Açúcar dispara mais de 3% com nova alta do petróleo e tensão no Oriente Médio
Os preços do açúcar voltaram a subir com força nesta segunda-feira (09), impulsionados pela nova disparada do petróleo no mercado internacional. A valorização da commodity energética reforça os preços do etanol e pode incentivar usinas a destinarem uma parcela maior da cana-de-açúcar para a produção do biocombustível, reduzindo a oferta global do adoçante.
O movimento no mercado de energia foi provocado pela escalada das tensões no Oriente Médio. Os preços do petróleo bruto e da gasolina avançaram de forma expressiva após Israel bombardear cerca de 30 depósitos de petróleo iranianos no último sábado. Além disso, a Arábia Saudita tornou-se o mais recente produtor da região a reduzir a produção, em um momento em que as instalações locais de armazenamento de petróleo se aproximam da capacidade máxima.

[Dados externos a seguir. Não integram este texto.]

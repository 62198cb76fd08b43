// Copyright (c) 2026 Accord Digital
// SPDX-License-Identifier: AGPL-3.0
//! # Journey Access Middleware
//!
//! The enforcement point for the wizard state machine: a page carrying
//! [`JourneyAccess`] metadata is reachable only if its path token is already in
//! the relevant journey log. Users who deep-link or skip ahead are redirected
//! to the step they should be on.
//!
//! ```text
//! request → identity/session layer → JourneyAccess extension → journey_access
//!             └─ ManageAccount        → account_management.journey
//!             └─ ManagePermissions*   → session item keyed by the route GUID
//! ```
//!
//! All membership checks are exact string equality on whole tokens; permission
//! journeys log `"{page}/{id}"` tokens so two concurrent delegation wizards
//! never satisfy each other's checks.

use std::sync::Arc;

use axum::extract::Request;
use axum::middleware::Next;
use axum::response::{IntoResponse, Redirect, Response};
use tracing::debug;
use uuid::Uuid;

use crate::application::session_manager::JourneySessions;
use crate::domain::journey::{check_access, AccessDecision, JourneyType};
use crate::domain::session::JourneySession;
use crate::presentation::error::AppError;
use crate::presentation::pages;

/// Per-route metadata naming the journey a page belongs to. The Rust analog of
/// an endpoint attribute: attached with a route-level `Extension` layer.
#[derive(Debug, Clone)]
pub struct JourneyAccess {
    pub journey_type: JourneyType,
    pub page: &'static str,
}

impl JourneyAccess {
    pub fn manage_account(page: &'static str) -> Self {
        Self {
            journey_type: JourneyType::ManageAccount,
            page,
        }
    }

    pub fn permissions(page: &'static str) -> Self {
        Self {
            journey_type: JourneyType::ManagePermissions,
            page,
        }
    }

    pub fn permissions_start(page: &'static str) -> Self {
        Self {
            journey_type: JourneyType::ManagePermissionsStart,
            page,
        }
    }
}

/// Route-bound GUID for permission journeys: the trailing path segment.
fn route_id(request: &Request) -> Option<Uuid> {
    let last = request.uri().path().trim_end_matches('/').rsplit('/').next()?;
    Uuid::parse_str(last).ok()
}

pub async fn journey_access(request: Request, next: Next) -> Response {
    // No metadata on the endpoint: pass through.
    let Some(access) = request.extensions().get::<JourneyAccess>().cloned() else {
        return next.run(request).await;
    };
    let Some(sessions) = request.extensions().get::<Arc<JourneySessions>>().cloned() else {
        return next.run(request).await;
    };

    let session = match sessions.get_session().await {
        Ok(session) => session.unwrap_or_default(),
        Err(err) => return AppError::from(err).into_response(),
    };

    match access.journey_type {
        JourneyType::ManageAccount => check_manage_account(&session, &access, request, next).await,
        JourneyType::ManagePermissionsStart | JourneyType::ManagePermissions => {
            check_manage_permissions(&session, &access, request, next).await
        }
    }
}

async fn check_manage_account(
    session: &JourneySession,
    access: &JourneyAccess,
    request: Request,
    next: Next,
) -> Response {
    let journey = &session.account_management.journey;
    match check_access(journey, access.page, pages::manage_account::MANAGE) {
        AccessDecision::Allow => next.run(request).await,
        AccessDecision::RedirectTo(page) => {
            debug!(requested = access.page, redirect = %page, "journey access denied");
            Redirect::to(&pages::manage_account_url(&page)).into_response()
        }
    }
}

async fn check_manage_permissions(
    session: &JourneySession,
    access: &JourneyAccess,
    request: Request,
    next: Next,
) -> Response {
    // Permission journeys require a route-bound GUID before anything else.
    let Some(id) = route_id(&request) else {
        return Redirect::to(&pages::manage_account_url(pages::manage_account::MANAGE))
            .into_response();
    };

    // Start pages are reachable unconditionally once an id is present.
    if access.journey_type == JourneyType::ManagePermissionsStart {
        return next.run(request).await;
    }

    let first_page = pages::permissions_url(pages::manage_permissions::CHANGE, id);
    let Some(item) = session.permission_management.item(id) else {
        return Redirect::to(&first_page).into_response();
    };
    if item.journey.is_empty() {
        return Redirect::to(&first_page).into_response();
    }

    let token = pages::permission_token(access.page, id);
    if item.journey.contains(&token) {
        return next.run(request).await;
    }
    match item.journey.last() {
        Some(last) => {
            debug!(requested = %token, redirect = %last, "permission journey access denied");
            Redirect::to(&format!("{}/{last}", pages::MANAGE_PERMISSIONS_BASE)).into_response()
        }
        None => Redirect::to(&first_page).into_response(),
    }
}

Na Bolsa de Nova Iorque, os contratos registraram fortes ganhos. O maio/26 avançou 0,49 cent (+3,48%), encerrando a 14,59 cents por libra-peso. O julho/26 também subiu 0,49 cent (+3,46%), fechando a 14,68 cents/lbp. O outubro/26 registrou alta de 0,48 cent (+3,31%), para 15,02 cents/lbp, enquanto o março/27 teve ganho de 0,48 cent (+3,16%), terminando o dia cotado a 15,68 cents/lbp.
Em Londres, os contratos também encerraram com valorizações relevantes. O maio/26 subiu US$ 6,00 (+1,45%), fechando a US$ 420,50 por tonelada. O agosto/26 avançou US$ 12,30 (+2,96%), para US$ 427,70 por tonelada. O outubro/26 registrou alta de US$ 12,70 (+3,06%), encerrando a US$ 428,10 por tonelada, enquanto o dezembro/26 ganhou US$ 12,30 (+2,95%), fechando a sessão a US$ 429,10 por tonelada.